Start of DATASET EXTRACT

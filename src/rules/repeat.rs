//! Repetition test - rejects runs of three or more identical characters.

use secrecy::{ExposeSecret, SecretString};
use super::{RuleFailure, RuleOutcome};
use crate::config::PasswordConfig;

const MAX_RUN: usize = 2;

/// Fails when any character repeats three or more times in a row.
pub fn prevent_repeating(_config: &PasswordConfig, password: &SecretString, _params: &[String]) -> RuleOutcome {
    let mut chars = password.expose_secret().chars();
    let Some(mut prev) = chars.next() else {
        return Ok(());
    };

    let mut longest = 1;
    let mut current = 1;
    for c in chars {
        if c == prev {
            current += 1;
            if current > MAX_RUN {
                return Err(RuleFailure::RepeatedCharacters);
            }
        } else {
            longest = longest.max(current);
            current = 1;
        }
        prev = c;
    }

    if longest.max(current) > MAX_RUN {
        return Err(RuleFailure::RepeatedCharacters);
    }
    Ok(())
}
//! Character class test - requires at least one character matching a pattern.

use regex::Regex;
use secrecy::{ExposeSecret, SecretString};
use super::{RuleFailure, RuleOutcome};
use crate::config::PasswordConfig;

/// Checks that the password contains at least one match of a pattern.
///
/// # Parameters
/// * `params[0]` - regular expression, usually a character class
/// * `params[1]` - label used in the failure message
///
/// # Returns
/// - `Err(MissingParameter)` if either parameter is absent
/// - `Err(InvalidPattern)` if the pattern does not compile
/// - `Err(MissingCharacterClass)` if nothing in the password matches
/// - `Ok(())` otherwise
pub fn at_least_one_of(_config: &PasswordConfig, password: &SecretString, params: &[String]) -> RuleOutcome {
    let pattern = params
        .first()
        .ok_or(RuleFailure::MissingParameter { index: 0 })?;
    let label = params
        .get(1)
        .ok_or(RuleFailure::MissingParameter { index: 1 })?;

    let regex = Regex::new(pattern)?;
    if !regex.is_match(password.expose_secret()) {
        return Err(RuleFailure::MissingCharacterClass {
            label: label.clone(),
        });
    }
    Ok(())
}
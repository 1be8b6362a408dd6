//! Password strength policy library
//!
//! Evaluates a password against required tests, which must all pass, and
//! optional tests, of which a configurable number must pass. Long enough
//! passwords can be treated as passphrases and skip the optional count.
//!
//! # Features
//!
//! - `async` (default): Enables channel-based evaluation with cancellation support
//! - `tracing`: Enables logging via tracing crate
//! - `serde`: Serializes reports and (de)serializes configuration
//!
//! # Environment Variables
//!
//! Read by [`PasswordPolicy::from_env`]:
//!
//! - `PWD_POLICY_ALLOW_PASSPHRASES`
//! - `PWD_POLICY_MAX_LENGTH`
//! - `PWD_POLICY_MIN_LENGTH`
//! - `PWD_POLICY_MIN_PHRASE_LENGTH`
//! - `PWD_POLICY_MIN_OPTIONAL_TESTS`
//!
//! # Example
//!
//! ```rust
//! use pwd_policy::{evaluate_password, PasswordConfig, PasswordPolicy, TestConfig};
//! use secrecy::SecretString;
//!
//! let password = SecretString::new("Tr0ub4dor&3".to_string().into());
//!
//! // Default policy
//! let report = evaluate_password(&password);
//! assert!(report.strong);
//!
//! // Custom configuration
//! let config = PasswordConfig {
//!     min_length: 12,
//!     ..PasswordConfig::default()
//! };
//! let policy = PasswordPolicy::new(config, TestConfig::default()).expect("valid policy");
//! let report = policy.test_password(&password);
//! assert!(!report.strong);
//! println!("Errors: {:?}", report.errors);
//! ```

mod config;
mod evaluator;
mod report;
pub mod rules;

// Public API
pub use config::{ConfigError, PasswordConfig};
pub use evaluator::{evaluate_password, run_tests, PasswordPolicy};
pub use report::TestResult;
pub use rules::{PasswordTest, RuleFailure, RuleOutcome, TestConfig, TestMethod};

#[cfg(feature = "async")]
pub use evaluator::evaluate_password_tx;
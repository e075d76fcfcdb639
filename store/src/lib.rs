mod config;
mod error;
mod kv;
mod watchlist;

pub use config::StoreConfig;
pub use error::StoreError;
pub use kv::{FileStore, KeyValueStore, MemoryStore};
pub use watchlist::{WatchlistStore, WATCHLIST_KEY};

End of DATASET EXTRACT

TASK DIRECTIONS:
All lines in the records above with "label" need to be found and copied.

FINISHED EXERCISE:
/// * `params[1]` - label used in the failure message
    let label = params
            label: label.clone(),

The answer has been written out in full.